Task item - Reproduce the data in its entirety, exactly as supplied.

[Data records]
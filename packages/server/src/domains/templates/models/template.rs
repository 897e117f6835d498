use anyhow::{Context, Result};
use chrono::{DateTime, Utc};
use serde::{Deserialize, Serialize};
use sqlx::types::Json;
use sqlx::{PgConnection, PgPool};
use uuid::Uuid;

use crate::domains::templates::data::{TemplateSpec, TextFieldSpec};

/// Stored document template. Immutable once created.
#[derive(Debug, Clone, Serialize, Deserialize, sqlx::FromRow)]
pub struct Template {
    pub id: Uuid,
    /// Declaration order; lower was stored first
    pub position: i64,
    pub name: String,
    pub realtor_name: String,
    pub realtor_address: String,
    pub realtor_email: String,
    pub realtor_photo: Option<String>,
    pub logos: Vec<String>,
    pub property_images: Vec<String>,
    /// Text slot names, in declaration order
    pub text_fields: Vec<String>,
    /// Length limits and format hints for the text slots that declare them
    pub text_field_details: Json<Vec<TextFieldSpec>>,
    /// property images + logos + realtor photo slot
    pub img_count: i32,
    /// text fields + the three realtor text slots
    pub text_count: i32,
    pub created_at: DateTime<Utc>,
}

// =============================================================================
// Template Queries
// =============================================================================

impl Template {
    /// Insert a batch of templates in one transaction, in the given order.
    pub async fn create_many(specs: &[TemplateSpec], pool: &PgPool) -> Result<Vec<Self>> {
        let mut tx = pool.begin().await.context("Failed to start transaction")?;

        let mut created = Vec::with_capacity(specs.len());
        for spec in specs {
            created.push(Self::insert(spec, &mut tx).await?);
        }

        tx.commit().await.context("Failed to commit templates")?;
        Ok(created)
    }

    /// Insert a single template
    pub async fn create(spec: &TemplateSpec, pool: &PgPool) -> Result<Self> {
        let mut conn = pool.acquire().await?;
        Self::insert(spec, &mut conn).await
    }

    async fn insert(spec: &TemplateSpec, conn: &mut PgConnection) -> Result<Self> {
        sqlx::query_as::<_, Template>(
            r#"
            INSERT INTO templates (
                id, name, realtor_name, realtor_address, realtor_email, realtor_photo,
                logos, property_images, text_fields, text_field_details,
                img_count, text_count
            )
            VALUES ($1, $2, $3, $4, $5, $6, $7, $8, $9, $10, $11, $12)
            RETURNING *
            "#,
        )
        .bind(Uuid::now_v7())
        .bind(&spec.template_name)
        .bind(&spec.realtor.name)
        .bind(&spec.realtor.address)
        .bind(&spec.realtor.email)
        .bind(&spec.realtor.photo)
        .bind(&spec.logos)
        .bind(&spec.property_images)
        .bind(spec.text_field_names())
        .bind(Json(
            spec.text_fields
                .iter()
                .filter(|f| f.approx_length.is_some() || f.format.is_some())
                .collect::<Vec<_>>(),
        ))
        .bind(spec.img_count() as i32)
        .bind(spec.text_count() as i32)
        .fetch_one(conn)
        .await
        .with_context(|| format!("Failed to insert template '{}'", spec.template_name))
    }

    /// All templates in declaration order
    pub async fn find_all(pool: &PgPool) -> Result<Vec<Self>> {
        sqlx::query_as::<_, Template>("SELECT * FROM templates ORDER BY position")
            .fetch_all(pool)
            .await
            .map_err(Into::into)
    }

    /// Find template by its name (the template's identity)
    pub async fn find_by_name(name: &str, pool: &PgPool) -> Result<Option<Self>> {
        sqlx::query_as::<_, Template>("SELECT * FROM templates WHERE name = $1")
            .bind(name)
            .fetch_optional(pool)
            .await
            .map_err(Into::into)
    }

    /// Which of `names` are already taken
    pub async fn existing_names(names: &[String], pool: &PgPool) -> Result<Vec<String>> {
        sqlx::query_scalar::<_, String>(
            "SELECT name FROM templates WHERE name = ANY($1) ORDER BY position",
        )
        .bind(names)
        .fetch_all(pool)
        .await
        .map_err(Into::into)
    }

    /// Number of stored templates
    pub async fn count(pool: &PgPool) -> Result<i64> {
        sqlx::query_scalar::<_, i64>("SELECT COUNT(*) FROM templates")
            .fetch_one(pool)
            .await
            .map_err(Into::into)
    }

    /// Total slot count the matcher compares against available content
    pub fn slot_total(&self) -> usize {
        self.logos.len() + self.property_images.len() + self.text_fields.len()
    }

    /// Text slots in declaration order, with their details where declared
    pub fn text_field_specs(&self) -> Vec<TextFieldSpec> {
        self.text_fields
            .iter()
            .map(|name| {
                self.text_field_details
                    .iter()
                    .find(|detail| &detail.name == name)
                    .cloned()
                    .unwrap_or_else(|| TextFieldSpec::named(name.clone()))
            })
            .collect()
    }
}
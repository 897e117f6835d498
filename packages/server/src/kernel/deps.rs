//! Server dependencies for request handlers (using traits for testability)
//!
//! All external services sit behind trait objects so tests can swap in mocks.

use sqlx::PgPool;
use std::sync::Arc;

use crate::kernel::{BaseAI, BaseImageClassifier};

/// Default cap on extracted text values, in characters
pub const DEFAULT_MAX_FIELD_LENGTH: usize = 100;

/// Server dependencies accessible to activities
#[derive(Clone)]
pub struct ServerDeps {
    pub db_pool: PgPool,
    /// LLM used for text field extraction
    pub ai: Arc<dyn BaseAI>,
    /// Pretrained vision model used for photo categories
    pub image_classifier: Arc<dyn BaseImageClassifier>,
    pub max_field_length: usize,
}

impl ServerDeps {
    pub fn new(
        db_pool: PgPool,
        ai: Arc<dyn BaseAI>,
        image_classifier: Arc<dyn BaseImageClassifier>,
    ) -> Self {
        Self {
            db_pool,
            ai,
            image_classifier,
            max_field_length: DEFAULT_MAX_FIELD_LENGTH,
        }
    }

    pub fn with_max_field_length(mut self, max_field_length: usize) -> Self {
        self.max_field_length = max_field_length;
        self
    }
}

Response -
filename packages/server/src/domains/templates/models/template.rs
repository 897e117f6835d498
use anyhow::{Context, Result};
use chrono::{DateTime, Utc};
use serde::{Deserialize, Serialize};
use sqlx::types::Json;
use sqlx::{PgConnection, PgPool};
use uuid::Uuid;

use crate::domains::templates::data::{TemplateSpec, TextFieldSpec};

/// Stored document template. Immutable once created.
#[derive(Debug, Clone, Serialize, Deserialize, sqlx::FromRow)]
pub struct Template {
    pub id: Uuid,
    /// Declaration order; lower was stored first
    pub position: i64,
    pub name: String,
    pub realtor_name: String,
    pub realtor_address: String,
    pub realtor_email: String,
    pub realtor_photo: Option<String>,
    pub logos: Vec<String>,
    pub property_images: Vec<String>,
    /// Text slot names, in declaration order
    pub text_fields: Vec<String>,
    /// Length limits and format hints for the text slots that declare them
    pub text_field_details: Json<Vec<TextFieldSpec>>,
    /// property images + logos + realtor photo slot
    pub img_count: i32,
    /// text fields + the three realtor text slots
    pub text_count: i32,
    pub created_at: DateTime<Utc>,
}

// =============================================================================
// Template Queries
// =============================================================================

impl Template {
    /// Insert a batch of templates in one transaction, in the given order.
    pub async fn create_many(specs: &[TemplateSpec], pool: &PgPool) -> Result<Vec<Self>> {
        let mut tx = pool.begin().await.context("Failed to start transaction")?;

        let mut created = Vec::with_capacity(specs.len());
        for spec in specs {
            created.push(Self::insert(spec, &mut tx).await?);
        }

        tx.commit().await.context("Failed to commit templates")?;
        Ok(created)
    }

    /// Insert a single template
    pub async fn create(spec: &TemplateSpec, pool: &PgPool) -> Result<Self> {
        let mut conn = pool.acquire().await?;
        Self::insert(spec, &mut conn).await
    }

    async fn insert(spec: &TemplateSpec, conn: &mut PgConnection) -> Result<Self> {
        sqlx::query_as::<_, Template>(
            r#"
            INSERT INTO templates (
                id, name, realtor_name, realtor_address, realtor_email, realtor_photo,
                logos, property_images, text_fields, text_field_details,
                img_count, text_count
            )
            VALUES ($1, $2, $3, $4, $5, $6, $7, $8, $9, $10, $11, $12)
            RETURNING *
            "#,
        )
        .bind(Uuid::now_v7())
        .bind(&spec.template_name)
        .bind(&spec.realtor.name)
        .bind(&spec.realtor.address)
        .bind(&spec.realtor.email)
        .bind(&spec.realtor.photo)
        .bind(&spec.logos)
        .bind(&spec.property_images)
        .bind(spec.text_field_names())
        .bind(Json(
            spec.text_fields
                .iter()
                .filter(|f| f.approx_length.is_some() || f.format.is_some())
                .collect::<Vec<_>>(),
        ))
        .bind(spec.img_count() as i32)
        .bind(spec.text_count() as i32)
        .fetch_one(conn)
        .await
        .with_context(|| format!("Failed to insert template '{}'", spec.template_name))
    }

    /// All templates in declaration order
    pub async fn find_all(pool: &PgPool) -> Result<Vec<Self>> {
        sqlx::query_as::<_, Template>("SELECT * FROM templates ORDER BY position")
            .fetch_all(pool)
            .await
            .map_err(Into::into)
    }

    /// Find template by its name (the template's identity)
    pub async fn find_by_name(name: &str, pool: &PgPool) -> Result<Option<Self>> {
        sqlx::query_as::<_, Template>("SELECT * FROM templates WHERE name = $1")
            .bind(name)
            .fetch_optional(pool)
            .await
            .map_err(Into::into)
    }

    /// Which of `names` are already taken
    pub async fn existing_names(names: &[String], pool: &PgPool) -> Result<Vec<String>> {
        sqlx::query_scalar::<_, String>(
            "SELECT name FROM templates WHERE name = ANY($1) ORDER BY position",
        )
        .bind(names)
        .fetch_all(pool)
        .await
        .map_err(Into::into)
    }

    /// Number of stored templates
    pub async fn count(pool: &PgPool) -> Result<i64> {
        sqlx::query_scalar::<_, i64>("SELECT COUNT(*) FROM templates")
            .fetch_one(pool)
            .await
            .map_err(Into::into)
    }

    /// Total slot count the matcher compares against available content
    pub fn slot_total(&self) -> usize {
        self.logos.len() + self.property_images.len() + self.text_fields.len()
    }

    /// Text slots in declaration order, with their details where declared
    pub fn text_field_specs(&self) -> Vec<TextFieldSpec> {
        self.text_fields
            .iter()
            .map(|name| {
                self.text_field_details
                    .iter()
                    .find(|detail| &detail.name == name)
                    .cloned()
                    .unwrap_or_else(|| TextFieldSpec::named(name.clone()))
            })
            .collect()
    }
}
repository 897e117f6835d498
filename packages/server/src/kernel/deps.rs
//! Server dependencies for request handlers (using traits for testability)
//!
//! All external services sit behind trait objects so tests can swap in mocks.

use sqlx::PgPool;
use std::sync::Arc;

use crate::kernel::{BaseAI, BaseImageClassifier};

/// Default cap on extracted text values, in characters
pub const DEFAULT_MAX_FIELD_LENGTH: usize = 100;

/// Server dependencies accessible to activities
#[derive(Clone)]
pub struct ServerDeps {
    pub db_pool: PgPool,
    /// LLM used for text field extraction
    pub ai: Arc<dyn BaseAI>,
    /// Pretrained vision model used for photo categories
    pub image_classifier: Arc<dyn BaseImageClassifier>,
    pub max_field_length: usize,
}

impl ServerDeps {
    pub fn new(
        db_pool: PgPool,
        ai: Arc<dyn BaseAI>,
        image_classifier: Arc<dyn BaseImageClassifier>,
    ) -> Self {
        Self {
            db_pool,
            ai,
            image_classifier,
            max_field_length: DEFAULT_MAX_FIELD_LENGTH,
        }
    }

    pub fn with_max_field_length(mut self, max_field_length: usize) -> Self {
        self.max_field_length = max_field_length;
        self
    }
}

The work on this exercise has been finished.